A abstratividade no processo de controle concreto de constitucionalidade



A Jurisdição Constitucional Brasileira ao abordar o controle de constitucionalidade e os efeitos das decisões prestigiam as características de generalidade e abstração, em razão de certa desconfiança das decisões Poder Judiciário, nesta seara, sob o enfoque da norma fundamental de separação de poderes e supremacia do parlamento.
Além do mais, esta tendência se justifica em face da ampla gama de relações jurídicas idênticas, característico de sociedade de massa imponha ao sistema judiciário sobrecarregado a resolução de questões idênticas influindo diretamente no direito acesso à justiça e, portanto a efetividade da prestação jurisdicional por meio da razoável tramitação do processo (art. 5º, LXXVIII, da CF), se manifestando no controle concentrado de constitucionalidade. Vejamos:

BRASIL, Supremo Tribunal Federal. Ementa: Ação direta de inconstitucionalidade: inviabilidade: ato normativo de efeitos concretos. 1. O Decreto Legislativo 121/98, da Assembléia Legislativa do Estado do Piauí, impugnado, impõe a reintegração de servidores, que teriam aderido ao Programa de Incentivo ao Desligamento Voluntário do Servidor Público Estadual (L. est. 4.865/96). 2. O edito questionado, que, a pretexto de sustá-los, anula atos administrativos concretos - quais os que atingiram os servidores nominalmente relacionados - não é um ato normativo, mas ato que, não obstante de alcance plural, é tão concreto quanto aqueles que susta ou torna sem efeito. 3. É da jurisprudência do Supremo Tribunal que só constitui ato normativo idôneo a submeter-se ao controle abstrato da ação direta aquele dotado de um coeficiente mínimo de abstração ou, pelo menos, de generalidade. 4. Precedentes (vg. ADIn 767, Rezek, de 26.8.92, RTJ 146/483; ADIn 842, Celso, DJ 14.05.93). (ADI-MC-QO 1937 / PI ? Piauí Questão de Ordem na Medida Cautelar na Ação Direta de Inconstitucionalidade, Relator: Min. Sepúlveda Pertence, Julgamento: 20/06/2007, Órgão Julgador: Tribunal Pleno) (grifo nosso)

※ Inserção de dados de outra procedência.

//! Client configuration for NCBI E-utilities access
//!
//! NCBI asks every client to identify itself with `tool` and `email`, and grants
//! a higher request rate to callers presenting an `api_key`. All of these, plus
//! the endpoint base URL and timing knobs, live in [`ClientConfig`].

use std::env;
use std::time::Duration;

use crate::rate_limit::RateLimiter;

/// Default E-utilities base URL
pub const DEFAULT_BASE_URL: &str = "https://eutils.ncbi.nlm.nih.gov/entrez/eutils";

/// Default tool name reported to NCBI
pub const DEFAULT_TOOL: &str = "entrez-client-rs";

/// Configuration for [`EutilsClient`](crate::EutilsClient)
///
/// # Example
///
/// ```
/// use entrez_client_rs::ClientConfig;
/// use std::time::Duration;
///
/// let config = ClientConfig::new()
///     .with_api_key("your_api_key_here")
///     .with_email("researcher@university.edu")
///     .with_pipeline_delay(Duration::from_millis(500));
///
/// assert_eq!(config.effective_rate_limit(), 10.0);
/// ```
#[derive(Debug, Clone)]
pub struct ClientConfig {
    /// NCBI API key (raises the rate limit to 10 requests/second)
    pub api_key: Option<String>,
    /// Contact email sent with every request
    pub email: Option<String>,
    /// Tool name sent with every request
    pub tool: Option<String>,
    /// Override for the E-utilities base URL
    pub base_url: Option<String>,
    /// Override for requests per second
    pub rate_limit: Option<f64>,
    /// HTTP timeout
    pub timeout: Duration,
    /// Override for the User-Agent header
    pub user_agent: Option<String>,
    /// Pause inserted after a chained source had to be executed
    pub pipeline_delay: Duration,
}

impl ClientConfig {
    /// Create a configuration with NCBI defaults and no credentials
    pub fn new() -> Self {
        Self {
            api_key: None,
            email: None,
            tool: None,
            base_url: None,
            rate_limit: None,
            timeout: Duration::from_secs(30),
            user_agent: None,
            pipeline_delay: Duration::from_secs(1),
        }
    }

    /// Build a configuration from `NCBI_API_KEY`, `NCBI_EMAIL`, `NCBI_TOOL`
    /// and `NCBI_BASE_URL`
    pub fn from_env() -> Self {
        Self::from_lookup(|key| env::var(key).ok())
    }

    /// Build a configuration from an arbitrary variable lookup
    pub(crate) fn from_lookup<F>(lookup: F) -> Self
    where
        F: Fn(&str) -> Option<String>,
    {
        let non_empty = |key: &str| lookup(key).filter(|v| !v.trim().is_empty());

        let mut config = Self::new();
        config.api_key = non_empty("NCBI_API_KEY");
        config.email = non_empty("NCBI_EMAIL");
        config.tool = non_empty("NCBI_TOOL");
        config.base_url = non_empty("NCBI_BASE_URL");
        config
    }

    pub fn with_api_key(mut self, api_key: impl Into<String>) -> Self {
        self.api_key = Some(api_key.into());
        self
    }

    pub fn with_email(mut self, email: impl Into<String>) -> Self {
        self.email = Some(email.into());
        self
    }

    pub fn with_tool(mut self, tool: impl Into<String>) -> Self {
        self.tool = Some(tool.into());
        self
    }

    /// Point the client at another server (mock servers in tests, mirrors)
    pub fn with_base_url(mut self, base_url: impl Into<String>) -> Self {
        self.base_url = Some(base_url.into());
        self
    }

    /// Set requests per second, overriding the API-key based default
    pub fn with_rate_limit(mut self, rate: f64) -> Self {
        self.rate_limit = Some(rate);
        self
    }

    pub fn with_timeout(mut self, timeout: Duration) -> Self {
        self.timeout = timeout;
        self
    }

    pub fn with_user_agent(mut self, user_agent: impl Into<String>) -> Self {
        self.user_agent = Some(user_agent.into());
        self
    }

    /// Set the pause taken between a triggered source and the next request
    pub fn with_pipeline_delay(mut self, delay: Duration) -> Self {
        self.pipeline_delay = delay;
        self
    }

    /// Requests per second actually enforced
    pub fn effective_rate_limit(&self) -> f64 {
        match (self.rate_limit, &self.api_key) {
            (Some(rate), _) => rate,
            (None, Some(_)) => 10.0,
            (None, None) => 3.0,
        }
    }

    pub fn effective_base_url(&self) -> &str {
        self.base_url
            .as_deref()
            .map(|url| url.trim_end_matches('/'))
            .unwrap_or(DEFAULT_BASE_URL)
    }

    pub fn effective_user_agent(&self) -> String {
        self.user_agent
            .clone()
            .unwrap_or_else(|| format!("entrez-client-rs/{}", env!("CARGO_PKG_VERSION")))
    }

    pub fn effective_tool(&self) -> &str {
        self.tool.as_deref().unwrap_or(DEFAULT_TOOL)
    }

    /// Identification parameters appended to every request
    pub fn build_api_params(&self) -> Vec<(String, String)> {
        let mut params = Vec::new();

        if let Some(api_key) = &self.api_key {
            params.push(("api_key".to_string(), api_key.clone()));
        }

        if let Some(email) = &self.email {
            params.push(("email".to_string(), email.clone()));
        }

        params.push(("tool".to_string(), self.effective_tool().to_string()));

        params
    }

    pub fn create_rate_limiter(&self) -> RateLimiter {
        RateLimiter::new(self.effective_rate_limit())
    }
}

impl Default for ClientConfig {
    fn default() -> Self {
        Self::new()
    }
}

Vale dizer que o nosso sistema também adota o modelo de controle difuso na análise do caso concreto, tal como o judicial review americano que o inspirou, não apresentando efeito vinculante.
Convém salientar a convergência do uso do efeito vinculante geral na jurisdição constitucional, no quanto tenha de abstração como na declaração da constitucionalidade e/ou inconstitucionalidade propriamente, em sede de controle difuso, pelo Supremo Tribunal Federal, tendo em vista a sua competência precípua no entendimento neoconstitucional de que cabe ao Judiciário não só aplicar a lei emanada do parlamento, mas também e principalmente exercer uma análise prévia de sua conformidade à Constituição e interpretá-la de acordo com a norma superior.
Neste viés, ponderando que cabe ao Supremo Tribunal Federal exercer esse poder/função, fazendo a julgamento de conformidade ? seja pela via direta ou pela via de exceção ?, os demais órgãos que lhe são funcionalmente inferiores devem acatar a interpretação dada pelo órgão superior.
Essa é a razão para a defesa do efeito geral e obrigatório de submissão ao preceito abstrato proferido em controle de constitucionalidade, quer se trate de jurisdição exercida de forma concreta, quer abstrata. E, em se referindo a efeito geral ou abstrato, há que se referir a uma necessária uniformidade, ainda que impositiva, de entendimentos exigindo-se o coeficiente mínimo de abstração do ano normativo impugnado.
Em sede de controle difuso impede ressaltar o julgamento do HC 82.959 de 23/06/2006 o qual considerou inconstitucional a progressão de regime no caso de crimes hediondos, impondo a aplicação da regra do art. 112 da LEP, o qual possibilitou a progressão de regime após o cumprimento de 1/6 da pena, em face da interpretação constitucional do princípio da individualização da pena, superando os precedentes e transformando as situações jurídicas consolidadas, ocorrendo o denominado overruling retrospectivo.
Finalmente, salienta-se o exame do RE 197.917/SP de 06/06/2002 que declarou a incosntitucionalidade incidenter tantum do art. 27 da Lei Municipal nº 9.868/99 ponderando os princípios da razoabilidade e proporcionalidade reconhecendo, portanto o excesso de poder de legislar reconheceu, excepcionalmente, a possibilidade de proceder à modulação ou limitação temporal dos efeitos da declaração de inconstitucionalidade, mesmo quando proferida pela corte do STF, em sede de controle difuso, em homenagem ao princípio da segurança jurídica e do interesse público.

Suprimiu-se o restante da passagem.